◆ Problem
Starting with the first line and ending with the one that holds "fn height(&self, z: f64)", retype the entries exactly.

◆ Information provided
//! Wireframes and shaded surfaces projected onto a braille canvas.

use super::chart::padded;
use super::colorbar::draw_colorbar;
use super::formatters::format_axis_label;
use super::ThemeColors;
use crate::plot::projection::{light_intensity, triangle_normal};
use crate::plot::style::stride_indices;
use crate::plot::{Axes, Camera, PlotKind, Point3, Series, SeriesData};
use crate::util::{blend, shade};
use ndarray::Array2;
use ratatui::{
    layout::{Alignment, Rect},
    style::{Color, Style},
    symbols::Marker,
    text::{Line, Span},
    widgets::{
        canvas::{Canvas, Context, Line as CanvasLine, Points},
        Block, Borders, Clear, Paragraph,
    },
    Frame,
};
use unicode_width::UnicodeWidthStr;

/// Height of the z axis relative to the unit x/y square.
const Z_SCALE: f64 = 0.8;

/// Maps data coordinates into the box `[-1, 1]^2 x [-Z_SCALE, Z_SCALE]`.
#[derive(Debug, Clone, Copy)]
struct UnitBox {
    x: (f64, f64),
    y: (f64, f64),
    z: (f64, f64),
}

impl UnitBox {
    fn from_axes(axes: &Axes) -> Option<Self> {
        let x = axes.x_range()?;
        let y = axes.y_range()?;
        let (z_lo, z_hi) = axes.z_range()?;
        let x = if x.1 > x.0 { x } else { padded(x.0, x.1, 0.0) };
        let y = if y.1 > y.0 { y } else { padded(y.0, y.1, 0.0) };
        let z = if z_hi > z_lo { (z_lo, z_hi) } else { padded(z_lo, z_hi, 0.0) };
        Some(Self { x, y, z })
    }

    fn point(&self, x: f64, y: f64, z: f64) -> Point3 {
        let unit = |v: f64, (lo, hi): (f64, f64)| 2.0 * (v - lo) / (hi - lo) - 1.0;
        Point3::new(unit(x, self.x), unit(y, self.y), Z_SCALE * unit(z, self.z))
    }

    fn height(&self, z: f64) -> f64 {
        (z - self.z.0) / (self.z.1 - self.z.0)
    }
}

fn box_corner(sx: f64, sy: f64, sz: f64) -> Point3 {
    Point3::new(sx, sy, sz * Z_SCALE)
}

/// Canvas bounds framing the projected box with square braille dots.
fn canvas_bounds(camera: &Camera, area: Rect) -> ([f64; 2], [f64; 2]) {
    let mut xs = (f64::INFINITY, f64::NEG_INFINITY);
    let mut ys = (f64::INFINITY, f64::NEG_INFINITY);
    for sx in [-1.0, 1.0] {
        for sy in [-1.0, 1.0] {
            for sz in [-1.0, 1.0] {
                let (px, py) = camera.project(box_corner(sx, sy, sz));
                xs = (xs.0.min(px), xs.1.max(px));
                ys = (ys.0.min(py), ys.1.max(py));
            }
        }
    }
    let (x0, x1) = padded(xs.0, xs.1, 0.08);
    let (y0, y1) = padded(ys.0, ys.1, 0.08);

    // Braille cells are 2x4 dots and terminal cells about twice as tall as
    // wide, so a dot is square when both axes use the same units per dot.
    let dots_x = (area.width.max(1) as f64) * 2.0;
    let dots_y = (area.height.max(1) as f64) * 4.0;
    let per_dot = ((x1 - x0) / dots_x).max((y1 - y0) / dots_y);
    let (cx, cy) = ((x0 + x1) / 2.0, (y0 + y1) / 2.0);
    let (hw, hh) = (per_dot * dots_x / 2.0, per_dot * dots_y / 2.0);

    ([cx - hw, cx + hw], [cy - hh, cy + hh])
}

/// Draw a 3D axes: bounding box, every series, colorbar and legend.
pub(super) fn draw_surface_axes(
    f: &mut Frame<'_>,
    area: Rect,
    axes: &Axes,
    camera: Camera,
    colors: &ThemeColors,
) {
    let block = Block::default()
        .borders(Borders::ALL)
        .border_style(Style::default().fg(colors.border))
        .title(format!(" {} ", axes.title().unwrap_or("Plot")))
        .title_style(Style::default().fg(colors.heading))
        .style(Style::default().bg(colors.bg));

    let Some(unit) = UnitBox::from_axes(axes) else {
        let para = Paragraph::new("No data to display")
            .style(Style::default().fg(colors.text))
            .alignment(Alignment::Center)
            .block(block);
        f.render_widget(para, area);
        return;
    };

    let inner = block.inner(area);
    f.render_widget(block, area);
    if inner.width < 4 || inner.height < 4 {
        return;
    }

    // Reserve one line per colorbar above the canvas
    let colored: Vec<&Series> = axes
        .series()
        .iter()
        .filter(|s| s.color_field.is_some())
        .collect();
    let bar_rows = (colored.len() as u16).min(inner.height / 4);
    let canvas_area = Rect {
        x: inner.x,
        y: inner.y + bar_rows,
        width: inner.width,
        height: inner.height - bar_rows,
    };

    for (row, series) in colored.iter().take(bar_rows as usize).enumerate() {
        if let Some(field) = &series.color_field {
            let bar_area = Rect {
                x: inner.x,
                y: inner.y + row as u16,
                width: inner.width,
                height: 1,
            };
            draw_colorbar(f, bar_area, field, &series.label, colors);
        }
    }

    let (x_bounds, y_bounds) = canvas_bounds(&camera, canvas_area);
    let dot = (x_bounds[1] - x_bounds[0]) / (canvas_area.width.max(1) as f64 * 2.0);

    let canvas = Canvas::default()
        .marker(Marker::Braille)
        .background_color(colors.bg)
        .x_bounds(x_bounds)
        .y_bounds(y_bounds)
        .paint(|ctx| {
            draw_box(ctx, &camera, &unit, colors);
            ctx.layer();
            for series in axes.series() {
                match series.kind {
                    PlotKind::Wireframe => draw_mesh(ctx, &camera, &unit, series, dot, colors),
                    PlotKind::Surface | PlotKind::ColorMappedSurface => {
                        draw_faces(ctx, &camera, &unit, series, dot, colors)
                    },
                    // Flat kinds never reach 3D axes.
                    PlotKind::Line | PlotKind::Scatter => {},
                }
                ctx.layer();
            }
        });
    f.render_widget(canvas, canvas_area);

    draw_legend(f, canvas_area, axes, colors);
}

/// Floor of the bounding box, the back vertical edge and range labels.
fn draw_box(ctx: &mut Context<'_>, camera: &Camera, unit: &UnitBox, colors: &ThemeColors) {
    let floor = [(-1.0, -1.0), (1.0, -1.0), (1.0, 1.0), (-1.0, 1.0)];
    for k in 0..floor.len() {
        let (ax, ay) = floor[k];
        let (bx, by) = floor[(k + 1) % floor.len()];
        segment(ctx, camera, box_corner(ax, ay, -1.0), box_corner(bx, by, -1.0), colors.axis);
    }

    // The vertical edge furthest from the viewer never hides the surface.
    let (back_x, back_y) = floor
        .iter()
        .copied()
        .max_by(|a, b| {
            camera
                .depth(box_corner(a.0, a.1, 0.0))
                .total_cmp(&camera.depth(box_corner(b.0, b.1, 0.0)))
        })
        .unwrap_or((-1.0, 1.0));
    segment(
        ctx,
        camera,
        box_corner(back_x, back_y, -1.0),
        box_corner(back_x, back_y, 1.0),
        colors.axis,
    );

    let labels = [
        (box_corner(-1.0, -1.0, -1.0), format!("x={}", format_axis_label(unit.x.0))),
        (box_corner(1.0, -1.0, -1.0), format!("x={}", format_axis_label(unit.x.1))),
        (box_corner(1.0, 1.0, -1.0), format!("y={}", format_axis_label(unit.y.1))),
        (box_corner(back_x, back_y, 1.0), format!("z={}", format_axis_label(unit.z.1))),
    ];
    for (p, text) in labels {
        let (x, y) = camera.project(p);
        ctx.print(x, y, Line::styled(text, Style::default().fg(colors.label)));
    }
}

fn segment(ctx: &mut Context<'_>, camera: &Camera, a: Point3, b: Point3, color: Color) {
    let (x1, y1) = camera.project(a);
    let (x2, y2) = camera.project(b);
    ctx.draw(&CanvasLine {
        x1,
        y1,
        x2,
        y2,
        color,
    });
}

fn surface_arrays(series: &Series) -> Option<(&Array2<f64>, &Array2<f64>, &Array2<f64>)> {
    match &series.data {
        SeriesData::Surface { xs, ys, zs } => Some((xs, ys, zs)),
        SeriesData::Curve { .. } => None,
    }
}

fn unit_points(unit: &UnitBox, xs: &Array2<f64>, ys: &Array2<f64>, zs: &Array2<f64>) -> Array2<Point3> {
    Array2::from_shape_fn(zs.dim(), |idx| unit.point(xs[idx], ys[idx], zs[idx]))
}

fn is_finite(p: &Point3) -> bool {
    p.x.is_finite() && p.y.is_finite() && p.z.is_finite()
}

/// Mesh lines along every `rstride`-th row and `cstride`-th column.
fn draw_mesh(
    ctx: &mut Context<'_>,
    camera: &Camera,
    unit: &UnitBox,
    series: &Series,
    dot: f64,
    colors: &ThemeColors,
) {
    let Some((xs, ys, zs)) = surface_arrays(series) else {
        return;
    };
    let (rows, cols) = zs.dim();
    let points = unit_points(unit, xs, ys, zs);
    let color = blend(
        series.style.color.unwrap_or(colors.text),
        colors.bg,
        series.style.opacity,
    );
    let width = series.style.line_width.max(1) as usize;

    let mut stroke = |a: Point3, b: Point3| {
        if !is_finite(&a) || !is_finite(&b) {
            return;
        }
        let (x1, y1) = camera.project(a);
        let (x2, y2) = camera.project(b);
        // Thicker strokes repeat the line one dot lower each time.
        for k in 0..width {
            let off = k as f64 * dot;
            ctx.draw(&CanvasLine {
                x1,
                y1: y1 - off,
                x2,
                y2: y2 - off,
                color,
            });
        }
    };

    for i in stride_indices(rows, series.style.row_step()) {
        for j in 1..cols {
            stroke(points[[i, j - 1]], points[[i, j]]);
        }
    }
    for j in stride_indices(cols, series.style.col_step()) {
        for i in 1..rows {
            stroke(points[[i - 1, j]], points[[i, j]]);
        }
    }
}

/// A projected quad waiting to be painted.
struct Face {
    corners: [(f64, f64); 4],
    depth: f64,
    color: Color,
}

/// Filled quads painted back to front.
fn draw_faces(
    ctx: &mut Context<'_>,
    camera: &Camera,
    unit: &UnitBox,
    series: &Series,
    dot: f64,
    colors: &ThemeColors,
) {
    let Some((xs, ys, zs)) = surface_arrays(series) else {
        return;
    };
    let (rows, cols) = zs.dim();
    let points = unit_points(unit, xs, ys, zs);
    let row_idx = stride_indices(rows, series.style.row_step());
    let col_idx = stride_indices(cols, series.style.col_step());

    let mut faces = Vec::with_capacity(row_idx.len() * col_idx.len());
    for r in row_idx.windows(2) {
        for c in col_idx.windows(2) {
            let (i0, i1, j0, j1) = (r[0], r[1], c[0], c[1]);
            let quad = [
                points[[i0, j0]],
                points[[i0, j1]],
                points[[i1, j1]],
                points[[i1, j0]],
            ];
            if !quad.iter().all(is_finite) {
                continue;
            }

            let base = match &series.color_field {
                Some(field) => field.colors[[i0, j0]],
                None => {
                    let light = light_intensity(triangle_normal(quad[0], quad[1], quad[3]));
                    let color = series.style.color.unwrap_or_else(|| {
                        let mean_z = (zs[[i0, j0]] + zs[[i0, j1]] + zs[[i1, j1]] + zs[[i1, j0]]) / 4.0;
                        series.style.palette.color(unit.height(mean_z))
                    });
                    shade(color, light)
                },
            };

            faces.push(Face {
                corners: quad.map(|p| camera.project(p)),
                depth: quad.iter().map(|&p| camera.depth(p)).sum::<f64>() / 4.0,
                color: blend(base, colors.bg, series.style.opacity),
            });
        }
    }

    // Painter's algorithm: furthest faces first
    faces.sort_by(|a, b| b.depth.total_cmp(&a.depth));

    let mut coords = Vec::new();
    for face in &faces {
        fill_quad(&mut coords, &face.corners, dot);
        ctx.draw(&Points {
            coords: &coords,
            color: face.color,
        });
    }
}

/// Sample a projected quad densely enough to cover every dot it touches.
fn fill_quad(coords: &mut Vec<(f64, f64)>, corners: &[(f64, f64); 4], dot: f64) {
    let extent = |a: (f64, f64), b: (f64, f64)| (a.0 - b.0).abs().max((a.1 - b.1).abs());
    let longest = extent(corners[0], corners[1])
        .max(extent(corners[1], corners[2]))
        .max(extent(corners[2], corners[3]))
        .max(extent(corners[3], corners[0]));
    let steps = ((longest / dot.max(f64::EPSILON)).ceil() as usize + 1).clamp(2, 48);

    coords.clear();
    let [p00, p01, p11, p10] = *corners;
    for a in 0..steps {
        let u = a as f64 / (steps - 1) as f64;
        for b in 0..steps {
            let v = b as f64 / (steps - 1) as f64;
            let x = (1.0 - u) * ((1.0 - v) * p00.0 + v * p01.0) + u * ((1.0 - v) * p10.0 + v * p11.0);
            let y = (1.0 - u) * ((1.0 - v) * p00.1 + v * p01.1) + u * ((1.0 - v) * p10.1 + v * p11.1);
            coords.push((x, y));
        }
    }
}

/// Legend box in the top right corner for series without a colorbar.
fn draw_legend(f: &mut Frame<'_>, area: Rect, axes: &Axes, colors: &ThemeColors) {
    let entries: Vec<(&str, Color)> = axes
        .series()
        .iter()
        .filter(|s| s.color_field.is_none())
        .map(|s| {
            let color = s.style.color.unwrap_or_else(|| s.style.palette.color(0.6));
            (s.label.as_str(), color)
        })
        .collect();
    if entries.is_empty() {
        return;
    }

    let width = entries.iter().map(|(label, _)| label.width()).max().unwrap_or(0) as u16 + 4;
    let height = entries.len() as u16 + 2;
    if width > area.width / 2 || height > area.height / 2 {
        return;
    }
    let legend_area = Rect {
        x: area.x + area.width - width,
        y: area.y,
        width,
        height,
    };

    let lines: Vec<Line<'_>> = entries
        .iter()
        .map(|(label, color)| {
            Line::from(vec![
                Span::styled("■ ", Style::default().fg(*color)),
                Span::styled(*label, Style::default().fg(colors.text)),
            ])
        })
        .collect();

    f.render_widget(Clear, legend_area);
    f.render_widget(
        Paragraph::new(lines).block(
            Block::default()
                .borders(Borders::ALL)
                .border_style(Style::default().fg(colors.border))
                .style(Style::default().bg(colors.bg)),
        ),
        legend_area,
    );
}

◆ Exercise response
//! Wireframes and shaded surfaces projected onto a braille canvas.

use super::chart::padded;
use super::colorbar::draw_colorbar;
use super::formatters::format_axis_label;
use super::ThemeColors;
use crate::plot::projection::{light_intensity, triangle_normal};
use crate::plot::style::stride_indices;
use crate::plot::{Axes, Camera, PlotKind, Point3, Series, SeriesData};
use crate::util::{blend, shade};
use ndarray::Array2;
use ratatui::{
    layout::{Alignment, Rect},
    style::{Color, Style},
    symbols::Marker,
    text::{Line, Span},
    widgets::{
        canvas::{Canvas, Context, Line as CanvasLine, Points},
        Block, Borders, Clear, Paragraph,
    },
    Frame,
};
use unicode_width::UnicodeWidthStr;

/// Height of the z axis relative to the unit x/y square.
const Z_SCALE: f64 = 0.8;

/// Maps data coordinates into the box `[-1, 1]^2 x [-Z_SCALE, Z_SCALE]`.
#[derive(Debug, Clone, Copy)]
struct UnitBox {
    x: (f64, f64),
    y: (f64, f64),
    z: (f64, f64),
}

impl UnitBox {
    fn from_axes(axes: &Axes) -> Option<Self> {
        let x = axes.x_range()?;
        let y = axes.y_range()?;
        let (z_lo, z_hi) = axes.z_range()?;
        let x = if x.1 > x.0 { x } else { padded(x.0, x.1, 0.0) };
        let y = if y.1 > y.0 { y } else { padded(y.0, y.1, 0.0) };
        let z = if z_hi > z_lo { (z_lo, z_hi) } else { padded(z_lo, z_hi, 0.0) };
        Some(Self { x, y, z })
    }

    fn point(&self, x: f64, y: f64, z: f64) -> Point3 {
        let unit = |v: f64, (lo, hi): (f64, f64)| 2.0 * (v - lo) / (hi - lo) - 1.0;
        Point3::new(unit(x, self.x), unit(y, self.y), Z_SCALE * unit(z, self.z))
    }

    fn height(&self, z: f64) -> f64 {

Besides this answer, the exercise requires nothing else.